HOW TO COMPLETE THIS TASK:
Starting with the line that contains "filename crates/docgen/src/main.rs" and stopping after the line that contains "use tracing_subscriber::EnvFilter;", return each line below exactly as written, with no others.

EXCERPTED DATA:
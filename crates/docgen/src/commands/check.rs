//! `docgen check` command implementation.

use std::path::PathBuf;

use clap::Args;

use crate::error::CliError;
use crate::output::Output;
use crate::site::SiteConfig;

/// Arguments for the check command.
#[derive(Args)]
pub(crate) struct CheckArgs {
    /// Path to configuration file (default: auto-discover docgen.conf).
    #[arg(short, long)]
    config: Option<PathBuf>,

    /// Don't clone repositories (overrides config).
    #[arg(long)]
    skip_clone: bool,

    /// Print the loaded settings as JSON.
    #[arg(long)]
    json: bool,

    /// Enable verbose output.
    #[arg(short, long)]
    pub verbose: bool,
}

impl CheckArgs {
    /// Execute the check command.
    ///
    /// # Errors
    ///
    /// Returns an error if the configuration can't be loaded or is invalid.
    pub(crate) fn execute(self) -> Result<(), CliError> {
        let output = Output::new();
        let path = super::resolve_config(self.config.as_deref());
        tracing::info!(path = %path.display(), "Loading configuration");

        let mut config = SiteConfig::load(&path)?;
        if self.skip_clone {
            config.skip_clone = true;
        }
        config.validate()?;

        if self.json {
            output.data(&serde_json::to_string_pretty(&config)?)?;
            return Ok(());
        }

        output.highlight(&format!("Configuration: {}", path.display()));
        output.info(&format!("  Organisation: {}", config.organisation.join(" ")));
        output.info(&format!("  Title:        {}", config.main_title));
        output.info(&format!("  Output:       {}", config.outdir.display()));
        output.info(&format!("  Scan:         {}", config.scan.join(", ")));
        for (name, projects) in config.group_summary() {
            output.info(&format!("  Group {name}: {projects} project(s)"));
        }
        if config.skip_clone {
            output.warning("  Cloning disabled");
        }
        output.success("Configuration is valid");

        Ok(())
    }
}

---

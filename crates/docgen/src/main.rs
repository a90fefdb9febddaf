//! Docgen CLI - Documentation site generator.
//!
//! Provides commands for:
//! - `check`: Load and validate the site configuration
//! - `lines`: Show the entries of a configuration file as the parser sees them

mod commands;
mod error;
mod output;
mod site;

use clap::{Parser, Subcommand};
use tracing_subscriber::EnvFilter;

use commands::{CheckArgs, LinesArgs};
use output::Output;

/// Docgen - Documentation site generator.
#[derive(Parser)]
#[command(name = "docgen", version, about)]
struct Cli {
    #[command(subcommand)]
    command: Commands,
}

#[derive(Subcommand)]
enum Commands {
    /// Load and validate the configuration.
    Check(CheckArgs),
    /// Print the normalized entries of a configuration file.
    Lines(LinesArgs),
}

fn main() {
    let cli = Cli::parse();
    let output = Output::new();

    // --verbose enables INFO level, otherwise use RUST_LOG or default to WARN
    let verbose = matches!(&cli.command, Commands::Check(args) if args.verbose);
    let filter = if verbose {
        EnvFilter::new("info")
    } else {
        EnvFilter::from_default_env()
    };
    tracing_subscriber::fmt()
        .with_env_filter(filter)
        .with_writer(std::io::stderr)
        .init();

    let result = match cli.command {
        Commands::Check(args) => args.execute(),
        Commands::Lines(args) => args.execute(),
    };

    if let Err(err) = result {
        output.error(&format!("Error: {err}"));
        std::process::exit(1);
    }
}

--

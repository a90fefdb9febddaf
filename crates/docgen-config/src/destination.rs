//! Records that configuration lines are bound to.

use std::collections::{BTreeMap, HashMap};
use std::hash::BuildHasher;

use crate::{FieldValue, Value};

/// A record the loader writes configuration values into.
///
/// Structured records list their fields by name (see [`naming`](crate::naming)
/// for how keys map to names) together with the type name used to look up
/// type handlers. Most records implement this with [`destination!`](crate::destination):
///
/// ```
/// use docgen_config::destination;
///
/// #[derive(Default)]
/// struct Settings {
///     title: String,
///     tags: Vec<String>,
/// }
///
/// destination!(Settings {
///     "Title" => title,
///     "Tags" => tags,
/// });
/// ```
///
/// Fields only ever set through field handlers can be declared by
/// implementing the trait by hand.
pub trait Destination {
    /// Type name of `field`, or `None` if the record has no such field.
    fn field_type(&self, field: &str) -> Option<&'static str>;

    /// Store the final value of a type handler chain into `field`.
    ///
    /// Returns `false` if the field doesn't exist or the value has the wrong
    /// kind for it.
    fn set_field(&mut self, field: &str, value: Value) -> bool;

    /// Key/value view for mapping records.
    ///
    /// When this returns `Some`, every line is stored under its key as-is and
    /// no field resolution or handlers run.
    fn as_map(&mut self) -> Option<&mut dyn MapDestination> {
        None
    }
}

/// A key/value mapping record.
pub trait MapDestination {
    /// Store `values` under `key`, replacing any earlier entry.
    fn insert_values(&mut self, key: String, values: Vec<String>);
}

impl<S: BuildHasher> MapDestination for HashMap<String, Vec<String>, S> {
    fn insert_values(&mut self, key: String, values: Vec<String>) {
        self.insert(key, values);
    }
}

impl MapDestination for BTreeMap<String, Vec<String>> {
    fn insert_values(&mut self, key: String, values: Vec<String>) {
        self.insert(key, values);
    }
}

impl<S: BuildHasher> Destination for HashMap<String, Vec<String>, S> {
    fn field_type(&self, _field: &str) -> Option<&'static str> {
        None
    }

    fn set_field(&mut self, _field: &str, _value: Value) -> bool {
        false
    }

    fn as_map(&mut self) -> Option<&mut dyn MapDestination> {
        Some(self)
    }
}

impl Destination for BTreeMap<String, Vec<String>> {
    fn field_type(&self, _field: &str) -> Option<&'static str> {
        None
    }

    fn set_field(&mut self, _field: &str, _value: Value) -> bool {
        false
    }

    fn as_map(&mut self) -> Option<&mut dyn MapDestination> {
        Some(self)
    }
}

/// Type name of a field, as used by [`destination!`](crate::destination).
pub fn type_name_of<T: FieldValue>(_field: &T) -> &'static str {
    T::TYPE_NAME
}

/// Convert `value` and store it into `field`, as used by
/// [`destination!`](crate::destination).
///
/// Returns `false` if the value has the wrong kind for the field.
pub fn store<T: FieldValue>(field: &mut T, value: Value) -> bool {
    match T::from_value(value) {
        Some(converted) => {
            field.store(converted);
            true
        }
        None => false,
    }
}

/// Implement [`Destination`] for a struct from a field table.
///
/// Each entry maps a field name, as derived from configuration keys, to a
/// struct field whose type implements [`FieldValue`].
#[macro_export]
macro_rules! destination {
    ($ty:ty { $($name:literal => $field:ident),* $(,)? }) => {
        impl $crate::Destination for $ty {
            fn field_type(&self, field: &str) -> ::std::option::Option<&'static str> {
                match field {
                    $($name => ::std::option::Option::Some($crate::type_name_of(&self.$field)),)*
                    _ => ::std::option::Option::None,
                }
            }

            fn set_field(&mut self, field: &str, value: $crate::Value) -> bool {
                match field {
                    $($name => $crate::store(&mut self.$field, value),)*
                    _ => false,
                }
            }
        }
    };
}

RESPONSE:
filename crates/docgen/src/main.rs
repository a90fefdb9febddaf
//! Docgen CLI - Documentation site generator.
//!
//! Provides commands for:
//! - `check`: Load and validate the site configuration
//! - `lines`: Show the entries of a configuration file as the parser sees them

mod commands;
mod error;
mod output;
mod site;

use clap::{Parser, Subcommand};
use tracing_subscriber::EnvFilter;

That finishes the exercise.